Portola believed its manufacturing design was in good shape after an April meeting with FDA inspectors who checked out the facility where it will manufacture AndexXa, its breakthrough anticoagulant reversal agent. But Portola execs acknowledged today those good feelings were misplaced and that the FDA has issued a complete response letter for the drug focused primarily on manufacturing questions.

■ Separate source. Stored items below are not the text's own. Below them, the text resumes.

//! Config command handlers

use std::path::PathBuf;

use anyhow::{bail, Context, Result};

use vocab_core::Config;

use crate::output::{Output, OutputFormat};

/// Show current configuration
pub fn show(config_path: Option<&PathBuf>, output: &Output) -> Result<()> {
    let config =
        Config::load_with_cli_override(config_path).context("Failed to load configuration")?;

    match output.format {
        OutputFormat::Json => {
            println!(
                "{}",
                serde_json::json!({
                    "data_dir": config.data_dir,
                    "log_file": config.log_file,
                    "database": config.database_path()
                })
            );
        }
        OutputFormat::Quiet => {
            println!("{}", config.data_dir.display());
        }
        OutputFormat::Human => {
            let effective_path = config_path
                .cloned()
                .unwrap_or_else(Config::config_file_path);
            println!("Configuration:");
            println!("  data_dir: {}", config.data_dir.display());
            println!(
                "  log_file: {}",
                config
                    .log_file
                    .as_ref()
                    .map(|p| p.display().to_string())
                    .unwrap_or_else(|| "(not set)".to_string())
            );
            println!();
            println!("Database:    {}", config.database_path().display());
            println!("Config file: {}", effective_path.display());
        }
    }

    Ok(())
}

/// Set a configuration value
pub fn set(
    key: String,
    value: String,
    config_path: Option<&PathBuf>,
    output: &Output,
) -> Result<()> {
    let mut config =
        Config::load_with_cli_override(config_path).context("Failed to load configuration")?;

    apply(&mut config, &key, &value)?;

    let save_path = config_path
        .cloned()
        .unwrap_or_else(Config::config_file_path);
    config
        .save_to_path(&save_path)
        .context("Failed to save configuration")?;

    output.success(&format!("Set {} = {}", key, value));

    Ok(())
}

fn apply(config: &mut Config, key: &str, value: &str) -> Result<()> {
    match key {
        "data_dir" => {
            if value.is_empty() {
                bail!("data_dir cannot be empty");
            }
            config.data_dir = value.into();
        }
        "log_file" => {
            config.log_file = if value.is_empty() || value == "none" {
                None
            } else {
                Some(value.into())
            };
        }
        _ => {
            bail!(
                "Unknown configuration key: '{}'\n\
                 Valid keys: data_dir, log_file",
                key
            );
        }
    }
    Ok(())
}
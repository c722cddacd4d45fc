//! Vocab CLI
//!
//! Command-line and terminal interface for vocab - flashcard sets and
//! flip-card study.

use std::path::PathBuf;
use std::process::ExitCode;

use anyhow::{Context, Result};
use clap::{Parser, Subcommand};

use vocab_core::{Config, StorageError, Store};

mod commands;
mod logging;
mod output;
mod tui;

use output::{Output, OutputFormat};

#[derive(Parser)]
#[command(name = "vocab")]
#[command(about = "vocab - Vocabulary flashcard sets and flip-card study")]
#[command(version)]
#[command(propagate_version = true)]
struct Cli {
    /// Output as JSON
    #[arg(long, global = true)]
    json: bool,

    /// Quiet mode - minimal output
    #[arg(short, long, global = true)]
    quiet: bool,

    /// Use this config file instead of the default
    #[arg(long, global = true, value_name = "PATH")]
    config: Option<PathBuf>,

    #[command(subcommand)]
    command: Option<Commands>,
}

#[derive(Subcommand)]
enum Commands {
    /// Start the TUI interface
    Tui,
    /// Study a set in the TUI
    Study {
        /// Set name (or numeric id)
        set: String,
    },
    /// Manage flashcard sets
    Set {
        #[command(subcommand)]
        command: SetCommands,
    },
    /// Manage cards in a set
    Card {
        #[command(subcommand)]
        command: CardCommands,
    },
    /// Show database location and contents
    Status,
    /// Show or set configuration
    Config {
        #[command(subcommand)]
        command: Option<ConfigCommands>,
    },
}

#[derive(Subcommand)]
enum SetCommands {
    /// Create a new set
    #[command(alias = "add")]
    Create {
        /// Set name (must be unique)
        name: String,
    },
    /// List all sets
    #[command(alias = "ls")]
    List,
}

#[derive(Subcommand)]
enum CardCommands {
    /// Add a card to a set
    #[command(alias = "create")]
    Add {
        /// Set name (or numeric id)
        set: String,
        /// The word shown first
        word: String,
        /// The definition revealed on flip
        definition: String,
    },
    /// List the cards of a set
    #[command(alias = "ls")]
    List {
        /// Set name (or numeric id)
        set: String,
    },
}

#[derive(Subcommand, Clone)]
enum ConfigCommands {
    /// Show current configuration
    Show,
    /// Set a configuration value
    Set {
        /// Configuration key (data_dir, log_file)
        key: String,
        /// Configuration value
        value: String,
    },
}

fn main() -> ExitCode {
    match run() {
        Ok(()) => ExitCode::SUCCESS,
        Err(e) => {
            eprintln!("Error: {:?}", e);
            if let Some(hint) = recovery_hint(&e) {
                eprintln!("\nHint: {}", hint);
            }
            ExitCode::FAILURE
        }
    }
}

/// Recovery suggestion from the first storage failure in the error chain
fn recovery_hint(err: &anyhow::Error) -> Option<&'static str> {
    err.chain().find_map(|cause| {
        if let Some(e) = cause.downcast_ref::<vocab_core::Error>() {
            e.recovery_suggestion()
        } else {
            cause
                .downcast_ref::<StorageError>()
                .and_then(StorageError::recovery_suggestion)
        }
    })
}

fn run() -> Result<()> {
    let cli = Cli::parse();
    let output = Output::new(OutputFormat::from_flags(cli.json, cli.quiet));
    let config_path = cli.config.as_ref();

    // Config commands don't need the store
    let command = match cli.command {
        Some(Commands::Config { command }) => {
            return handle_config_command(command, config_path, &output);
        }
        other => other,
    };

    let config =
        Config::load_with_cli_override(config_path).context("Failed to load configuration")?;

    let tui_mode = matches!(
        command,
        None | Some(Commands::Tui) | Some(Commands::Study { .. })
    );
    logging::init(&config, tui_mode);

    let mut store = Store::open(&config).context("Failed to open flashcard database")?;

    let result = match command {
        None | Some(Commands::Tui) => tui::run(&mut store, None),
        Some(Commands::Study { set }) => tui::run(&mut store, Some(set)),
        Some(Commands::Set { command }) => handle_set_command(command, &mut store, &output),
        Some(Commands::Card { command }) => handle_card_command(command, &mut store, &output),
        Some(Commands::Status) => commands::status::show(&store, &config, &output),
        Some(Commands::Config { command }) => handle_config_command(command, config_path, &output),
    };

    let closed = store.close().context("Failed to close flashcard database");
    result?;
    closed
}

fn handle_set_command(command: SetCommands, store: &mut Store, output: &Output) -> Result<()> {
    match command {
        SetCommands::Create { name } => commands::set::create(store, name, output),
        SetCommands::List => commands::set::list(store, output),
    }
}

fn handle_card_command(command: CardCommands, store: &mut Store, output: &Output) -> Result<()> {
    match command {
        CardCommands::Add {
            set,
            word,
            definition,
        } => commands::card::add(store, set, word, definition, output),
        CardCommands::List { set } => commands::card::list(store, set, output),
    }
}

fn handle_config_command(
    command: Option<ConfigCommands>,
    config_path: Option<&PathBuf>,
    output: &Output,
) -> Result<()> {
    match command {
        Some(ConfigCommands::Show) | None => commands::config::show(config_path, output),
        Some(ConfigCommands::Set { key, value }) => {
            commands::config::set(key, value, config_path, output)
        }
    }
}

Portola ($PTLA) Wednesday reported the CRL to investors, saying the FDA requested more information about manufacturing, but also additional data for inclusion of the anticoagulants edoxaban and enoxaparin in the label. The agency also told the company that it needs more time to review the clinical amendments to Portola’s postmarketing commitments that it has recently submitted.
The delay also affects companies like Bristol-Myers Squibb ($BMY) and Pfizer ($PFE), which market the anticoagulant Eliquis for which AndexXa would serve as a bleeding antidote.

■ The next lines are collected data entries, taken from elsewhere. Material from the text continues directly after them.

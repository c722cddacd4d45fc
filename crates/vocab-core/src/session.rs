//! Study session state
//!
//! A `Session` is an in-memory cursor over one set's cards. It is either
//! empty or active at some index, with the current card's definition hidden
//! or revealed. Navigation never wraps and always hides the definition, so a
//! definition can never be shown next to the wrong word.

use crate::models::StudyCard;

/// Observable state of a session
#[derive(Debug, Clone, Copy, PartialEq, Eq)]
pub enum SessionState {
    /// No cards loaded
    Empty,
    /// Positioned on `cards[index]`
    Active { index: usize, revealed: bool },
}

/// Cursor over a snapshot of one set's cards
#[derive(Debug, Clone, Default)]
pub struct Session {
    cards: Vec<StudyCard>,
    index: usize,
    revealed: bool,
}

impl Session {
    pub fn new() -> Self {
        Self::default()
    }

    /// Create a session already loaded with `cards`
    pub fn with_cards(cards: Vec<StudyCard>) -> Self {
        let mut session = Self::new();
        session.load(cards);
        session
    }

    /// Replace the cards and start again from the first one, hidden
    pub fn load(&mut self, cards: Vec<StudyCard>) {
        self.cards = cards;
        self.index = 0;
        self.revealed = false;
    }

    /// Drop all cards
    pub fn clear(&mut self) {
        self.load(Vec::new());
    }

    pub fn state(&self) -> SessionState {
        if self.cards.is_empty() {
            SessionState::Empty
        } else {
            SessionState::Active {
                index: self.index,
                revealed: self.revealed,
            }
        }
    }

    /// Reveal the current card's definition
    pub fn flip(&mut self) {
        if !self.cards.is_empty() {
            self.revealed = true;
        }
    }

    /// Move to the next card, staying put on the last one
    #[allow(clippy::should_implement_trait)]
    pub fn next(&mut self) {
        if self.cards.is_empty() {
            return;
        }
        self.index = (self.index + 1).min(self.cards.len() - 1);
        self.revealed = false;
    }

    /// Move to the previous card, staying put on the first one
    pub fn previous(&mut self) {
        if self.cards.is_empty() {
            return;
        }
        self.index = self.index.saturating_sub(1);
        self.revealed = false;
    }

    pub fn current_card(&self) -> Option<&StudyCard> {
        self.cards.get(self.index)
    }

    pub fn is_revealed(&self) -> bool {
        !self.cards.is_empty() && self.revealed
    }

    /// The current definition, only once it has been flipped
    pub fn visible_definition(&self) -> Option<&str> {
        if self.revealed {
            self.current_card().map(|card| card.definition.as_str())
        } else {
            None
        }
    }

    /// 1-based position and total, e.g. `(2, 5)`
    pub fn position(&self) -> Option<(usize, usize)> {
        if self.cards.is_empty() {
            None
        } else {
            Some((self.index + 1, self.cards.len()))
        }
    }

    pub fn len(&self) -> usize {
        self.cards.len()
    }

    pub fn is_empty(&self) -> bool {
        self.cards.is_empty()
    }
}

#[cfg(test)]
mod tests {
    use super::*;

    fn abc() -> Vec<StudyCard> {
        vec![
            StudyCard::new("a", "1"),
            StudyCard::new("b", "2"),
            StudyCard::new("c", "3"),
        ]
    }

    fn word(session: &Session) -> &str {
        session.current_card().map(|c| c.word.as_str()).unwrap_or("")
    }

    #[test]
    fn test_empty_session_ignores_everything() {
        let mut session = Session::new();
        session.load(Vec::new());

        assert_eq!(session.state(), SessionState::Empty);
        assert!(session.current_card().is_none());

        session.flip();
        session.next();
        session.previous();

        assert_eq!(session.state(), SessionState::Empty);
        assert!(session.current_card().is_none());
        assert!(!session.is_revealed());
        assert_eq!(session.position(), None);
    }

    #[test]
    fn test_navigation_clamps_at_both_ends() {
        let mut session = Session::with_cards(abc());
        assert_eq!(session.current_card(), Some(&StudyCard::new("a", "1")));

        session.next();
        assert_eq!(session.current_card(), Some(&StudyCard::new("b", "2")));
        session.next();
        assert_eq!(session.current_card(), Some(&StudyCard::new("c", "3")));
        session.next();
        assert_eq!(session.current_card(), Some(&StudyCard::new("c", "3")));

        session.previous();
        assert_eq!(session.current_card(), Some(&StudyCard::new("b", "2")));
        session.previous();
        session.previous();
        assert_eq!(word(&session), "a");
        assert_eq!(session.position(), Some((1, 3)));
    }

    #[test]
    fn test_flip_is_idempotent() {
        let mut session = Session::with_cards(abc());
        assert_eq!(session.visible_definition(), None);

        session.flip();
        session.flip();

        assert_eq!(
            session.state(),
            SessionState::Active {
                index: 0,
                revealed: true
            }
        );
        assert_eq!(session.visible_definition(), Some("1"));
    }

    #[test]
    fn test_next_on_single_card_still_hides_definition() {
        let mut session = Session::with_cards(vec![StudyCard::new("a", "1")]);

        session.flip();
        assert_eq!(session.visible_definition(), Some("1"));

        session.next();
        assert_eq!(
            session.state(),
            SessionState::Active {
                index: 0,
                revealed: false
            }
        );
        assert_eq!(session.visible_definition(), None);
    }

    #[test]
    fn test_navigation_hides_definition() {
        let mut session = Session::with_cards(abc());
        session.next();
        session.flip();

        session.previous();
        assert!(!session.is_revealed());
        assert_eq!(word(&session), "a");

        session.flip();
        session.previous();
        assert!(!session.is_revealed());
    }

    #[test]
    fn test_load_resets_position() {
        let mut session = Session::with_cards(abc());
        session.next();
        session.next();
        session.flip();

        session.load(vec![StudyCard::new("x", "9"), StudyCard::new("y", "8")]);

        assert_eq!(
            session.state(),
            SessionState::Active {
                index: 0,
                revealed: false
            }
        );
        assert_eq!(word(&session), "x");
        assert_eq!(session.len(), 2);

        session.clear();
        assert!(session.is_empty());
        assert_eq!(session.state(), SessionState::Empty);
    }
}
pub mod app;
pub mod events;
pub mod render;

In a call today with analysts, CEO Bill Lis said Portola was “surprised” by the requests for more information on manufacturing. He said there were a handful of observations during the inspection and that they did not appear critical. He said the fact that Portola received very little feedback after the inspection led it to believe the FDA was satisfied with its responses to those observations.
“There seems to be a disconnect in our interpretation,” said Lis, who explained Portola will know more after a meeting with the FDA to go over the CRL.

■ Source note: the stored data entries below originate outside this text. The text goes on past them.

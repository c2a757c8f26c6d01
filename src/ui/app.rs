use tracing::debug;

use crate::config::{FourierConfig, PlotConfig, MAX_TERMS};
use crate::series::grid::plot_grid;
use crate::series::Series;
use crate::types::waveform::Waveform;

const FREQUENCY_STEP: f64 = 10.0;
const MIN_FREQUENCY: f64 = 10.0;
const MAX_FREQUENCY: f64 = 20_000.0;

/// Parameter currently focused for editing
#[derive(Debug, Clone, Copy, PartialEq, Eq)]
pub enum Parameter {
    Wave,
    Frequency,
    Terms,
}

/// UI application state
/// Holds the editable parameters and the series computed from them
pub struct App {
    /// Current waveform
    pub waveform: Waveform,
    /// Fundamental frequency in Hz
    pub frequency: f64,
    /// Number of series terms
    pub terms: usize,
    /// Time-domain grid settings
    pub plot: PlotConfig,
    /// Currently selected parameter for editing
    pub selected_param: Parameter,
    /// Series evaluated on the plot grid for the current parameters
    pub series: Series,
    /// (time, value) points of the current signal for charting
    pub points: Vec<(f64, f64)>,
    /// Last status message shown under the charts
    pub status: String,
    /// Whether a tone is currently playing
    pub playing: bool,
    /// Whether playback was requested since the last loop iteration
    play_requested: bool,
    /// Whether to quit the application
    pub should_quit: bool,
}

impl App {
    /// Create app from a loaded configuration
    pub fn new(config: &FourierConfig) -> Self {
        let mut app = Self {
            waveform: config.wave,
            frequency: config.frequency,
            terms: config.terms,
            plot: config.plot.clone(),
            selected_param: Parameter::Wave,
            series: Series::default(),
            points: Vec::new(),
            status: String::new(),
            playing: false,
            play_requested: false,
            should_quit: false,
        };
        app.recompute();
        app
    }

    /// Re-evaluate the series for the current parameters
    pub fn recompute(&mut self) {
        let time = plot_grid(self.frequency, self.plot.samples, self.plot.periods);
        self.series = self.waveform.synthesize(&time, self.frequency, self.terms);
        self.points = time.into_iter().zip(self.series.signal.iter().copied()).collect();

        debug!(
            wave = %self.waveform,
            frequency = self.frequency,
            terms = self.terms,
            harmonics = self.series.harmonic_count(),
            "recomputed series"
        );
    }

    /// Time span covered by the plot grid, in seconds
    pub fn time_span(&self) -> f64 {
        self.plot.periods / self.frequency
    }

    /// Cycle to next parameter
    pub fn next_parameter(&mut self) {
        self.selected_param = match self.selected_param {
            Parameter::Wave => Parameter::Frequency,
            Parameter::Frequency => Parameter::Terms,
            Parameter::Terms => Parameter::Wave,
        };
    }

    /// Cycle to previous parameter
    pub fn prev_parameter(&mut self) {
        self.selected_param = match self.selected_param {
            Parameter::Wave => Parameter::Terms,
            Parameter::Frequency => Parameter::Wave,
            Parameter::Terms => Parameter::Frequency,
        };
    }

    /// Increase selected parameter value
    pub fn increase_value(&mut self) {
        match self.selected_param {
            Parameter::Wave => self.waveform = self.waveform.next(),
            Parameter::Frequency => {
                self.frequency = step_up(self.frequency, FREQUENCY_STEP, MAX_FREQUENCY);
            }
            Parameter::Terms => {
                if self.terms < MAX_TERMS {
                    self.terms += 1;
                }
            }
        }
        self.recompute();
    }

    /// Decrease selected parameter value
    pub fn decrease_value(&mut self) {
        match self.selected_param {
            Parameter::Wave => self.waveform = self.waveform.prev(),
            Parameter::Frequency => {
                self.frequency = step_down(self.frequency, FREQUENCY_STEP, MIN_FREQUENCY);
            }
            Parameter::Terms => {
                if self.terms > 1 {
                    self.terms -= 1;
                }
            }
        }
        self.recompute();
    }

    /// Jump straight to a waveform
    pub fn select_waveform(&mut self, waveform: Waveform) {
        if self.waveform != waveform {
            self.waveform = waveform;
            self.recompute();
        }
    }

    /// Ask the main loop to play the current tone
    pub fn request_play(&mut self) {
        if !self.playing {
            self.play_requested = true;
        }
    }

    /// Consume a pending play request
    pub fn take_play_request(&mut self) -> bool {
        std::mem::take(&mut self.play_requested)
    }

    /// Mark playback as started
    pub fn playback_started(&mut self) {
        self.playing = true;
        self.status = format!(
            "Playing {} at {:.0} Hz, {} terms",
            self.waveform.label(),
            self.frequency,
            self.terms
        );
    }

    /// Record the outcome of a playback
    pub fn playback_finished(&mut self, result: Result<(), String>) {
        self.playing = false;
        self.status = match result {
            Ok(()) => String::new(),
            Err(err) => format!("Playback failed: {}", err),
        };
    }

    /// Mark app for quit
    pub fn quit(&mut self) {
        self.should_quit = true;
    }
}

/// Add `step`, stopping at `max`; a value already past `max` stays put
fn step_up(value: f64, step: f64, max: f64) -> f64 {
    if value >= max { value } else { (value + step).min(max) }
}

/// Subtract `step`, stopping at `min`; a value already below `min` stays put
fn step_down(value: f64, step: f64, min: f64) -> f64 {
    if value <= min { value } else { (value - step).max(min) }
}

John Curnutte, Portola's executive VP of research and development, told analysts that there was not a fundamental concern about Portola's ability to make the drug. However, due to the nature of a breakthrough review like AndexXa received, the review goes so quickly that the drugmaker and FDA know as far as validation, some matters will be answered during the post-approval period. He said now it is clear the FDA wants more of those matters resolved before approval.
“There are some things we thought we would be able to do on the other side of the river but which they want done on this side,” Curnutte said.
Portola joins a growing list of companies that this year have had approvals of their drugs delayed over manufacturing matters. Valeant Pharmaceuticals and Ocular Therapeutix both got CRLs last month for their eye drugs. In May, AstraZeneca ($AZN) said it had received a CRL for its investigational treatment for hyperkalemia, a drug candidate that was the target of AstraZeneca’s $2.7 billion buyout of ZS Pharma. This was also tied to manufacturing problems. And before that, Miami-based OPKO ($OPK) received a CRL because of issues the FDA had with the manufacturing plant in Florida where its drugs are being manufactured by Catalent ($CTLT).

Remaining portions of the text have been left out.